SandeepAggarwal
SandeepAggarwal

Reputation: 1293

Date Comparison NSPredicate

Case 1:

[NSPredicate predicateWithFormat:@" end_time < '2015-07-27 06:22:43 +0000'"]

crashed

reason: '-[__NSCFString timeIntervalSinceReferenceDate]: unrecognized selector

Case 2:

[NSPredicate predicateWithFormat:@" end_time < 2015-07-27 06:22:43 +0000"]

crashed

 reason: 'Unable to parse the format string " end_time < 2015-07-27 06:22:43 +0000"'

Case 3:

[NSPredicate predicateWithFormat:@" end_time < %@",[NSDate date]

works!

Can someone explain me the difference between the three.

Upvotes: 0

Views: 616

Answers (1)

avismara
avismara

Reputation: 5149

First case:

endTime < '2015-07-27 06:22:43 +0000'. I'm sure that the data type of endTime is NSDate. The runtime tried to treat the rhs as a date object as well and tried to compare. But it is a string. Crash.

Second case:

This is simply the wrong syntax. There is a whitespace after 2015-07-27. Runtime doesn't know how to parse this. Crash.

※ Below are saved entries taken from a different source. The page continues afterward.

use anyhow::{anyhow, Context, Result};
use clap::{arg, Command};
use knap_algorithms::{Algorithm, Solver};
use knap_benchmarker::{suite, test_file::read_test_file, Benchmark};
use knap_challenges::knapsack::KnapsackResult;
use knap_structs::config::BenchmarkConfig;
use serde::Serialize;
use serde_json::Value;
use std::{
    fs,
    io::Read,
    path::PathBuf,
    time::{Instant, SystemTime, UNIX_EPOCH},
};

const TEST_DIRECTORY: &str = "knapsack_tests";
const CSV_FILE: &str = "results.csv";

fn cli() -> Command {
    Command::new("knap")
        .about("Generates, solves and benchmarks 0/1 knapsack instances (runs 'benchmark' by default)")
        .subcommand(
            Command::new("generate")
                .about("Generates the 20 test files")
                .arg(
                    arg!(--dir [DIR] "Directory the tests are written to")
                        .default_value(TEST_DIRECTORY)
                        .value_parser(clap::value_parser!(PathBuf)),
                )
                .arg(
                    arg!(--seed [SEED] "Seed of the suite (random if not set)")
                        .value_parser(clap::value_parser!(u64)),
                ),
        )
        .subcommand(
            Command::new("benchmark")
                .about("Runs every algorithm on every test file and exports a CSV")
                .visible_alias("run")
                .arg(
                    arg!(--dir [DIR] "Directory holding the test files")
                        .default_value(TEST_DIRECTORY)
                        .value_parser(clap::value_parser!(PathBuf)),
                )
                .arg(
                    arg!(--csv [CSV] "Path of the CSV export")
                        .default_value(CSV_FILE)
                        .value_parser(clap::value_parser!(PathBuf)),
                )
                .arg(
                    arg!(--config [CONFIG] "Config json string or path to json file")
                        .value_parser(clap::value_parser!(String)),
                ),
        )
        .subcommand(
            Command::new("solve")
                .about("Solves one test file")
                .arg(arg!(<FILE> "Path to a test file").value_parser(clap::value_parser!(PathBuf)))
                .arg(
                    arg!(--algorithm [ALGORITHM] "backtracking, dp or greedy")
                        .default_value("dp")
                        .value_parser(clap::value_parser!(String)),
                )
                .arg(
                    arg!(--output [OUTPUT_FILE] "If set, the result will be saved to this file path")
                        .value_parser(clap::value_parser!(PathBuf)),
                )
                .arg(
                    arg!(--config [CONFIG] "Config json string or path to json file")
                        .value_parser(clap::value_parser!(String)),
                ),
        )
        .subcommand(
            Command::new("verify")
                .about("Verifies a result against a test file")
                .arg(arg!(<FILE> "Path to a test file").value_parser(clap::value_parser!(PathBuf)))
                .arg(
                    arg!(<RESULT> "Result json string, path to json file, or '-' for stdin")
                        .value_parser(clap::value_parser!(String)),
                ),
        )
}

fn main() {
    env_logger::Builder::from_env(env_logger::Env::default().default_filter_or("info")).init();
    let matches = cli().get_matches();

    if let Err(e) = match matches.subcommand() {
        Some(("generate", sub_m)) => generate(
            sub_m.get_one::<PathBuf>("dir").unwrap().clone(),
            sub_m.get_one::<u64>("seed").copied(),
        ),
        Some(("benchmark", sub_m)) => benchmark(
            sub_m.get_one::<PathBuf>("dir").unwrap().clone(),
            sub_m.get_one::<PathBuf>("csv").unwrap().clone(),
            sub_m.get_one::<String>("config").cloned(),
        ),
        Some(("solve", sub_m)) => solve(
            sub_m.get_one::<PathBuf>("FILE").unwrap().clone(),
            sub_m.get_one::<String>("algorithm").unwrap().clone(),
            sub_m.get_one::<PathBuf>("output").cloned(),
            sub_m.get_one::<String>("config").cloned(),
        ),
        Some(("verify", sub_m)) => verify(
            sub_m.get_one::<PathBuf>("FILE").unwrap().clone(),
            sub_m.get_one::<String>("RESULT").unwrap().clone(),
        ),
        None => benchmark(PathBuf::from(TEST_DIRECTORY), PathBuf::from(CSV_FILE), None),
        _ => Err(anyhow!("Invalid subcommand")),
    } {
        eprintln!("Error: {:#}", e);
        std::process::exit(1);
    }
}

#[derive(Serialize, Debug)]
struct SolveOutput {
    test_name: String,
    algorithm: String,
    time_seconds: f64,
    result: KnapsackResult,
}

fn generate(dir: PathBuf, seed: Option<u64>) -> Result<()> {
    let seed = match seed {
        Some(seed) => seed,
        None => SystemTime::now()
            .duration_since(UNIX_EPOCH)
            .map(|d| d.as_nanos() as u64)
            .unwrap_or_default(),
    };
    log::info!("generating suite with seed {}", seed);
    let paths = suite::generate_suite(&dir, seed)?;
    println!(
        "{} tests were generated in '{}' (seed {})",
        paths.len(),
        dir.display(),
        seed
    );
    Ok(())
}

fn benchmark(dir: PathBuf, csv: PathBuf, config: Option<String>) -> Result<()> {
    let config = load_config(config.as_deref())?;

    println!("{}", "=".repeat(64));
    println!("        KNAPSACK BENCHMARK");
    println!("{}", "=".repeat(64));

    let mut benchmark = Benchmark::new(config);
    benchmark.run_all_tests(&dir)?;

    println!("\n{}", "=".repeat(60));
    println!("BENCHMARK FINISHED");
    println!("{}", "=".repeat(60));

    benchmark.export_csv(&csv)?;
    println!("\nResults were exported to: {}", csv.display());

    println!("\n{}", "=".repeat(80));
    println!("SUMMARY");
    println!("{}", "=".repeat(80));
    print!("{}", benchmark.summary_table());
    println!("{}", "=".repeat(80));
    Ok(())
}

fn solve(
    path: PathBuf,
    algorithm: String,
    output_file: Option<PathBuf>,
    config: Option<String>,
) -> Result<()> {
    let algorithm: Algorithm = algorithm.parse()?;
    let config = load_config(config.as_deref())?;
    let solver = Solver::from_challenge(read_test_file(&path)?);
    Benchmark::new(config).ensure_runnable(algorithm, solver.challenge())?;

    let start = Instant::now();
    let result = solver.solve(algorithm)?;
    let time_seconds = start.elapsed().as_secs_f64();

    let output = SolveOutput {
        test_name: path
            .file_name()
            .map(|name| name.to_string_lossy().into_owned())
            .unwrap_or_default(),
        algorithm: algorithm.name().to_string(),
        time_seconds,
        result,
    };
    let json = serde_json::to_string_pretty(&output)?;
    if let Some(path) = output_file {
        fs::write(&path, &json)
            .with_context(|| format!("Failed to write result to {}", path.display()))?;
        println!("result written to: {}", path.display());
    } else {
        println!("{}", json);
    }
    Ok(())
}

fn verify(path: PathBuf, result: String) -> Result<()> {
    let challenge = read_test_file(&path)?;
    let result = load_result(&result)?;
    let value = challenge
        .verify_result(&result)
        .map_err(|e| anyhow!("Invalid result: {}", e))?;
    println!("Result is valid (value {})", value);
    Ok(())
}

fn load_config(config: Option<&str>) -> Result<BenchmarkConfig> {
    let Some(config) = config else {
        return Ok(BenchmarkConfig::default());
    };
    let config = if config.ends_with(".json") {
        fs::read_to_string(config)
            .with_context(|| format!("Failed to read config file {}", config))?
    } else {
        config.to_string()
    };
    serde_json::from_str(&config).context("Failed to parse config")
}

/// Accepts either a bare result or the output of `solve`.
fn load_result(result: &str) -> Result<KnapsackResult> {
    let result = if result == "-" {
        let mut buffer = String::new();
        std::io::stdin()
            .read_to_string(&mut buffer)
            .context("Failed to read result from stdin")?;
        buffer
    } else if result.ends_with(".json") {
        fs::read_to_string(result)
            .with_context(|| format!("Failed to read result file {}", result))?
    } else {
        result.to_string()
    };

    let mut value: Value = serde_json::from_str(&result).context("Failed to parse result")?;
    if let Some(inner) = value.get_mut("result").map(Value::take) {
        value = inner;
    }
    serde_json::from_value(value).context("Failed to parse result")
}

#[cfg(test)]
mod tests {
    use super::*;

    #[test]
    fn test_no_subcommand_is_accepted() {
        let matches = cli().try_get_matches_from(["knap"]).unwrap();
        assert!(matches.subcommand().is_none());
    }

    #[test]
    fn test_solve_accepts_config() {
        let matches = cli()
            .try_get_matches_from(["knap", "solve", "t.txt", "--config", "{}"])
            .unwrap();
        let (name, sub_m) = matches.subcommand().unwrap();
        assert_eq!(name, "solve");
        assert_eq!(sub_m.get_one::<String>("algorithm").unwrap(), "dp");
        assert_eq!(sub_m.get_one::<String>("config").unwrap(), "{}");
    }

    #[test]
    fn test_load_config() {
        assert_eq!(load_config(None).unwrap(), BenchmarkConfig::default());
        let config = load_config(Some(r#"{"max_dp_table_bytes": 10}"#)).unwrap();
        assert_eq!(config.max_dp_table_bytes, 10);
        assert!(load_config(Some("missing.json")).is_err());
    }
}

(Even if your predicate was, [NSPredicate predicateWithFormat:@"end_time < 2015-07-27"], it would be a valid predicate format. But would crash because of unrecognized selector on NSNumber? I am not sure.)

Third case:

rhs is a date object. lhs is a date object. timeIntervalSinceReferenceDate is called on an NSDate instance. Works.